Interpretive Summary: The USDA Agricultural Research Service maintains a collection of blueberry species and wild relatives from around the world at the National Clonal Germplasm Repository, a genebank in Corvallis, Oregon. This collection includes more than 600 blueberry, lingonberry and cranberry varieties. The primary collection was previously maintained as a field planting, but because of two plant diseases spreading in western Oregon, the collection is now grown as potted plants in a screenhouse. Conservation of a potted collection required the development of a management strategy that maintains plant vigor to provide high quality cuttings for propagation. Trials were conducted to select a potting medium with good fertility that does contain bark like most nursery potting soils. The potted blueberry plants should be able to grow for 8-10 years in the same soil, but media containing bark do not last that long. A blend of volcanic pumice (50%), peat moss (40%), and mineral loam (10%) was selected. A 3 to 5 cm deep pumice top-dress (collar) is added to the surface of each pot to create a sterile, dry, inorganic surface that prevents weed, moss and fungus gnat growth. This top-dress combined with a stable, bark-free medium creates a growing system that greatly reduces water use, nutrient leaching, salt build-up, and moisture stress. Woody plants are hard pruned in late winter to remove all flower buds, and six to eight upright shoots are selected and allowed to grow. These shoots provide cuttings that are distributed by the genebank for research or propagation requests.

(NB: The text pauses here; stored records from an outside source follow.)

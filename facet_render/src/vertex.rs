use bytemuck::{Pod, Zeroable};
use glam::{Vec2, Vec3, Vec4};
use std::mem::{offset_of, size_of};

/// One interleaved vertex as it is laid out in a GPU vertex buffer.
///
/// Attribute binding addresses fields by byte offset, so field order and
/// padding must not change.
#[derive(Clone, Copy, Debug, Default, PartialEq, Pod, Zeroable)]
#[repr(C)]
pub struct Vertex {
    pub position: Vec3,
    pub normal: Vec3,
    pub pad0: Vec2,
    pub color: Vec4,
    pub tex_coord: Vec2,
    pub pad1: Vec2,
}

impl Vertex {
    pub const STRIDE: usize = size_of::<Vertex>();
    pub const POSITION_OFFSET: usize = offset_of!(Vertex, position);
    pub const NORMAL_OFFSET: usize = offset_of!(Vertex, normal);
    pub const COLOR_OFFSET: usize = offset_of!(Vertex, color);
    pub const TEX_COORD_OFFSET: usize = offset_of!(Vertex, tex_coord);

    pub const ATTRIBUTES: [VertexAttribute; 4] = [
        VertexAttribute {
            semantic: VertexSemantic::Position,
            format: VertexFormat::Float3,
            offset: Self::POSITION_OFFSET,
        },
        VertexAttribute {
            semantic: VertexSemantic::Normal,
            format: VertexFormat::Float3,
            offset: Self::NORMAL_OFFSET,
        },
        VertexAttribute {
            semantic: VertexSemantic::Color,
            format: VertexFormat::Float4,
            offset: Self::COLOR_OFFSET,
        },
        VertexAttribute {
            semantic: VertexSemantic::TexCoord,
            format: VertexFormat::Float2,
            offset: Self::TEX_COORD_OFFSET,
        },
    ];

    pub fn new(position: Vec3, color: Vec4, tex_coord: Vec2) -> Self {
        Self {
            position,
            normal: Vec3::ZERO,
            pad0: Vec2::ZERO,
            color,
            tex_coord,
            pad1: Vec2::ZERO,
        }
    }
}

#[derive(Clone, Copy, Debug, Eq, Hash, PartialEq)]
pub enum VertexSemantic {
    Position,
    Normal,
    Color,
    TexCoord,
}

#[derive(Clone, Copy, Debug, Eq, Hash, PartialEq)]
pub enum VertexFormat {
    Float2,
    Float3,
    Float4,
}

impl VertexFormat {
    pub fn components(self) -> usize {
        match self {
            VertexFormat::Float2 => 2,
            VertexFormat::Float3 => 3,
            VertexFormat::Float4 => 4,
        }
    }

    pub fn size(self) -> usize {
        self.components() * size_of::<f32>()
    }
}

/// Where a shader input lives inside [`Vertex`].
#[derive(Clone, Copy, Debug, Eq, PartialEq)]
pub struct VertexAttribute {
    pub semantic: VertexSemantic,
    pub format: VertexFormat,
    pub offset: usize,
}

#[cfg(test)]
mod tests {
    use super::*;

    #[test]
    fn layout_is_fixed() {
        assert_eq!(Vertex::POSITION_OFFSET, 0);
        assert_eq!(Vertex::NORMAL_OFFSET, 12);
        assert_eq!(Vertex::COLOR_OFFSET, 32);
        assert_eq!(Vertex::TEX_COORD_OFFSET, 48);
        assert_eq!(Vertex::STRIDE, 64);
    }

    #[test]
    fn attributes_fit_inside_stride() {
        for attribute in Vertex::ATTRIBUTES {
            assert!(attribute.offset + attribute.format.size() <= Vertex::STRIDE);
        }
    }

    #[test]
    fn vertex_bytes_follow_layout() {
        let vertex = Vertex::new(
            Vec3::new(1.0, 2.0, 3.0),
            Vec4::new(0.25, 0.5, 0.75, 1.0),
            Vec2::new(0.5, 1.0),
        );
        let floats: &[f32] = bytemuck::cast_slice(bytemuck::bytes_of(&vertex));

        assert_eq!(&floats[0..3], &[1.0, 2.0, 3.0]);
        assert_eq!(&floats[3..6], &[0.0, 0.0, 0.0]);
        assert_eq!(&floats[8..12], &[0.25, 0.5, 0.75, 1.0]);
        assert_eq!(&floats[12..14], &[0.5, 1.0]);
    }
}
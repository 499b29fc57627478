pub mod geometry;
pub mod header;
pub mod providers;

use facet_ecs::{Component, Entity, World};
use facet_render::{backend::Backend, GeometrySource, RebuildGeometry, RenderError, Renderer};

pub use geometry::{
    IndexedFaceSet, IndexedLineSet, IndexedTriangleSet, LineSet, PointSet, Providers,
};
pub use header::{Profile, SceneHeader};
pub use providers::{Color, ColorRgba, Coordinate, TextureCoordinate};

/// Adds a geometry node, scheduled for collection on the next pass.
pub fn spawn_geometry<T>(world: &mut World, node: T) -> Entity
where
    T: GeometrySource + Component,
{
    world.spawn((node, RebuildGeometry))
}

/// Like [`spawn_geometry`], registering the node under a `DEF` name.
pub fn spawn_geometry_def<T>(world: &mut World, name: &str, node: T) -> Entity
where
    T: GeometrySource + Component,
{
    world.spawn_def(name, (node, RebuildGeometry))
}

/// Runs one collection pass over every geometry node type. Returns the
/// number of nodes whose geometry was rebuilt.
pub fn collect_geometry<B: Backend>(
    renderer: &mut Renderer<B>,
    world: &mut World,
) -> Result<usize, RenderError> {
    let rebuilt = renderer.prepare_geometry::<IndexedTriangleSet>(world)?
        + renderer.prepare_geometry::<IndexedFaceSet>(world)?
        + renderer.prepare_geometry::<IndexedLineSet>(world)?
        + renderer.prepare_geometry::<LineSet>(world)?
        + renderer.prepare_geometry::<PointSet>(world)?;

    if rebuilt > 0 {
        tracing::debug!("Collection pass rebuilt {} nodes", rebuilt);
    }
    Ok(rebuilt)
}
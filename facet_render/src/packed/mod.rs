//! Raw geometry as collected from a scene node, and its interleaved form.

mod interleave;

use glam::{Vec2, Vec3};

use crate::{bounds::BoundingBox, config::InterleaveOptions, vertex::Vertex};

/// Index value that closes the current face in a flat index stream.
pub const RESTART_INDEX: i32 = -1;

/// Flat per-color float list, tagged with its channel count.
#[derive(Clone, Debug, PartialEq)]
pub enum ColorData {
    Rgb(Vec<f32>),
    Rgba(Vec<f32>),
}

impl ColorData {
    pub fn channels(&self) -> usize {
        match self {
            ColorData::Rgb(_) => 3,
            ColorData::Rgba(_) => 4,
        }
    }

    pub fn values(&self) -> &[f32] {
        match self {
            ColorData::Rgb(values) | ColorData::Rgba(values) => values,
        }
    }

    pub fn len(&self) -> usize {
        self.values().len() / self.channels()
    }

    pub fn is_empty(&self) -> bool {
        self.len() == 0
    }
}

/// How a node's index stream is cut into faces.
#[derive(Clone, Copy, Debug, Default, Eq, PartialEq)]
pub enum Topology {
    /// Decided by the restart index and vertex stride alone.
    #[default]
    Inferred,
    /// Every restart run is one polygon. A stream without the sentinel is a
    /// single polygon.
    Polygons,
    /// Every restart run is one polyline, walked in overlapping windows of
    /// the vertex stride. A stream without the sentinel is a single polyline.
    Polylines,
}

/// Uniform description of one geometry node before interleaving.
#[derive(Clone, Debug, PartialEq)]
pub struct RawGeometry {
    pub coordinates: Vec<Vec3>,
    pub indices: Vec<i32>,
    pub colors: Option<ColorData>,
    pub color_indices: Option<Vec<i32>>,
    pub texture_coords: Option<Vec<Vec2>>,
    pub texture_indices: Option<Vec<i32>>,
    pub color_per_vertex: bool,
    pub topology: Topology,
    /// Set iff `indices` contains the sentinel.
    pub restart_index: Option<i32>,
    /// Fixed number of indices per primitive (2 for lines, 1 for points).
    pub vertex_stride: Option<usize>,
    /// Length of the implicit `0..n` stream used when `indices` is empty.
    pub vertex_count: Option<usize>,
}

impl RawGeometry {
    pub fn has_rgb(&self) -> bool {
        matches!(self.colors, Some(ColorData::Rgb(_)))
    }

    pub fn has_rgba(&self) -> bool {
        matches!(self.colors, Some(ColorData::Rgba(_)))
    }

    pub fn coloring(&self) -> bool {
        self.colors.is_some()
    }

    pub fn generate_color_map(&self) -> bool {
        self.coloring()
    }

    pub fn texturing(&self) -> bool {
        self.texture_coords.is_some()
    }

    /// Records the restart sentinel when the index stream uses it.
    pub fn detect_restart(&mut self) {
        self.restart_index = self
            .indices
            .contains(&RESTART_INDEX)
            .then_some(RESTART_INDEX);
    }

    pub fn interleave(self, options: &InterleaveOptions) -> PackedGeometry {
        let (buckets, bounding_box) = interleave::interleave(&self, options);
        PackedGeometry {
            raw: self,
            triangles: buckets.triangles,
            quads: buckets.quads,
            lines: buckets.lines,
            points: buckets.points,
            bounding_box,
            dropped_faces: buckets.dropped,
        }
    }
}

impl Default for RawGeometry {
    fn default() -> Self {
        Self {
            coordinates: Vec::new(),
            indices: Vec::new(),
            colors: None,
            color_indices: None,
            texture_coords: None,
            texture_indices: None,
            color_per_vertex: true,
            topology: Topology::Inferred,
            restart_index: None,
            vertex_stride: None,
            vertex_count: None,
        }
    }
}

/// Interleaved, bucketed geometry ready for upload.
///
/// Built once from a [`RawGeometry`]; a rebuild produces a new instance.
#[derive(Clone, Debug, Default, PartialEq)]
pub struct PackedGeometry {
    raw: RawGeometry,
    triangles: Vec<Vertex>,
    quads: Vec<Vertex>,
    lines: Vec<Vertex>,
    points: Vec<Vertex>,
    bounding_box: BoundingBox,
    dropped_faces: usize,
}

impl PackedGeometry {
    /// Concatenates the buckets of already packed parts in input order.
    ///
    /// Bounds and coloring flags are not re-derived; the result reports
    /// `BoundingBox::ZERO` and no coloring or texturing.
    pub fn merge<'a>(packs: impl IntoIterator<Item = &'a PackedGeometry>) -> PackedGeometry {
        let mut merged = PackedGeometry::default();
        for pack in packs {
            merged.triangles.extend_from_slice(&pack.triangles);
            merged.quads.extend_from_slice(&pack.quads);
            merged.lines.extend_from_slice(&pack.lines);
            merged.points.extend_from_slice(&pack.points);
            merged.dropped_faces += pack.dropped_faces;
        }
        merged
    }

    /// Runs interleaving again over the same raw inputs.
    pub fn reinterleave(&self, options: &InterleaveOptions) -> PackedGeometry {
        self.raw.clone().interleave(options)
    }

    pub fn raw(&self) -> &RawGeometry {
        &self.raw
    }

    pub fn triangle_vertices(&self) -> &[Vertex] {
        &self.triangles
    }

    pub fn quad_vertices(&self) -> &[Vertex] {
        &self.quads
    }

    pub fn line_vertices(&self) -> &[Vertex] {
        &self.lines
    }

    pub fn point_vertices(&self) -> &[Vertex] {
        &self.points
    }

    pub fn bounding_box(&self) -> BoundingBox {
        self.bounding_box
    }

    pub fn coloring(&self) -> bool {
        self.raw.coloring()
    }

    pub fn texturing(&self) -> bool {
        self.raw.texturing()
    }

    /// Faces skipped because of their arity or an invalid coordinate
    /// reference, including runs and trailing chunks too short for the stride.
    pub fn dropped_faces(&self) -> usize {
        self.dropped_faces
    }

    pub fn is_empty(&self) -> bool {
        self.triangles.is_empty()
            && self.quads.is_empty()
            && self.lines.is_empty()
            && self.points.is_empty()
    }
}
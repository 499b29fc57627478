use std::fmt;

/// Newest document version this browser understands.
pub const SUPPORTED_VERSION: f32 = 3.3;

/// Browser profile reported when validating documents.
pub const BROWSER_PROFILE: Profile = Profile::Interactive;

#[derive(Clone, Copy, Debug, Default, Eq, PartialEq)]
pub enum Profile {
    Core,
    #[default]
    Interchange,
    Interactive,
    CadInterchange,
    Immersive,
    MpegInteractive,
    Medical,
    Full,
}

impl Profile {
    pub fn is_supported(self) -> bool {
        matches!(
            self,
            Profile::Core | Profile::Interchange | Profile::Interactive
        )
    }
}

impl fmt::Display for Profile {
    fn fmt(&self, f: &mut fmt::Formatter<'_>) -> fmt::Result {
        let name = match self {
            Profile::Core => "Core",
            Profile::Interchange => "Interchange",
            Profile::Interactive => "Interactive",
            Profile::CadInterchange => "CADInterchange",
            Profile::Immersive => "Immersive",
            Profile::MpegInteractive => "MPEG-4 interactive",
            Profile::Medical => "Medical",
            Profile::Full => "Full",
        };
        f.write_str(name)
    }
}

/// Version and profile declared by a scene document.
#[derive(Clone, Copy, Debug, Default, PartialEq)]
pub struct SceneHeader {
    pub version: Option<f32>,
    pub profile: Profile,
}

impl SceneHeader {
    /// Logs whether the document fits this browser. Loading continues either
    /// way; returns `false` when something is unsupported.
    pub fn validate(&self) -> bool {
        let mut supported = true;

        if let Some(version) = self.version.filter(|v| *v > SUPPORTED_VERSION) {
            tracing::warn!(
                "Document requires version {} but this browser supports X3D v{}",
                version,
                SUPPORTED_VERSION
            );
            supported = false;
        }

        if self.profile.is_supported() {
            tracing::info!("Browser supports {} profile", BROWSER_PROFILE);
        } else {
            tracing::warn!(
                "Document requires profile {} but this browser supports {}",
                self.profile,
                BROWSER_PROFILE
            );
            supported = false;
        }

        supported
    }
}

#[cfg(test)]
mod tests {
    use super::*;

    #[test]
    fn default_header_is_supported() {
        assert!(SceneHeader::default().validate());
    }

    #[test]
    fn newer_version_is_flagged() {
        let header = SceneHeader {
            version: Some(4.0),
            profile: Profile::Core,
        };
        assert!(!header.validate());
    }

    #[test]
    fn immersive_profile_is_flagged() {
        let header = SceneHeader {
            version: Some(3.3),
            profile: Profile::Immersive,
        };
        assert!(!header.validate());
    }
}
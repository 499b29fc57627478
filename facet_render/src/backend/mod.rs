//! GPU buffer backends.

#[cfg(windows)]
mod d3d12;
mod headless;

#[cfg(windows)]
pub use d3d12::D3d12Backend;
pub use headless::HeadlessBackend;

use crate::{error::RenderError, id::BufferId};

/// Buffer allocation surface the renderer needs from a graphics API.
pub trait Backend {
    fn name(&self) -> &'static str;

    /// Allocates a vertex buffer sized for `contents` and fills it.
    fn create_vertex_buffer(&mut self, label: &str, contents: &[u8])
        -> Result<BufferId, RenderError>;

    fn destroy_buffer(&mut self, id: BufferId) -> Result<(), RenderError>;

    fn buffer_size(&self, id: BufferId) -> Option<u64>;
}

Technical Abstract: The USDA Agricultural Research Service maintains a diverse collection of Vaccinium genotypes at the National Clonal Germplasm Repository (NCGR), a temperate fruit and nut genebank in Corvallis, Oregon. Vaccinium species are hosts for two diseases that occur in the U.S. Pacific Northwest and impact collection management. One is the fungus Phytophthora ramorum and the other is Blueberry shock virus (BlShV). Phytophthora ramorum is a devastating pathogen of certain oak species and has a very broad host range with varying symptoms including foliar blight in some Vaccinium species. Vaccinium germplasm must be inspected and certified to be free of this pathogen to protect the U.S. nursery industry and native flora. The pollen-borne BlShV has made it necessary to move the primary Vaccinium clonal collection from a field planting to a protected potted collection. More than 600 clonal accessions are maintained in greenhouses or screenhouses, protected from pollinators and other virus vectors. These clonal accessions represent more than 60 unique Vaccinium taxa from around the world and include 171 cranberry, 46 lingonberry, 15 lowbush blueberry and 182 highbush or rabbiteye blueberry genotypes. Migration to a protected container collection required the development of a management strategy to maintain plants in a vigorous condition, thus providing high quality vegetative growth suitable for propagation. Tree bark in growing media is a potential source of P. ramorum dissemination. Trials were conducted to select a bark-free medium with good fertility and porosity that would be stable for an expected 8-10 year lifespan of a potted blueberry plant. A blend of volcanic pumice (50%), un-milled, coarse, sphagnum peat moss (40%), and sandy loam (10%) was selected. A 3-5 cm deep pumice top-dress (collar) was added to the surface of each pot to create a sterile, dry, inorganic surface that prevents weed, moss and fungus gnat growth. This top-dress combined with a stable, bark-free potting medium creates a growing system that greatly reduces water use, nutrient leaching, salt build-up, and moisture stress. Woody Vaccinium clones are hard pruned in late winter to remove all flower buds and 6 – 8 upright shoots are selected and allowed to grow. These shoots provide cuttings that are distributed by the genebank for research or propagation.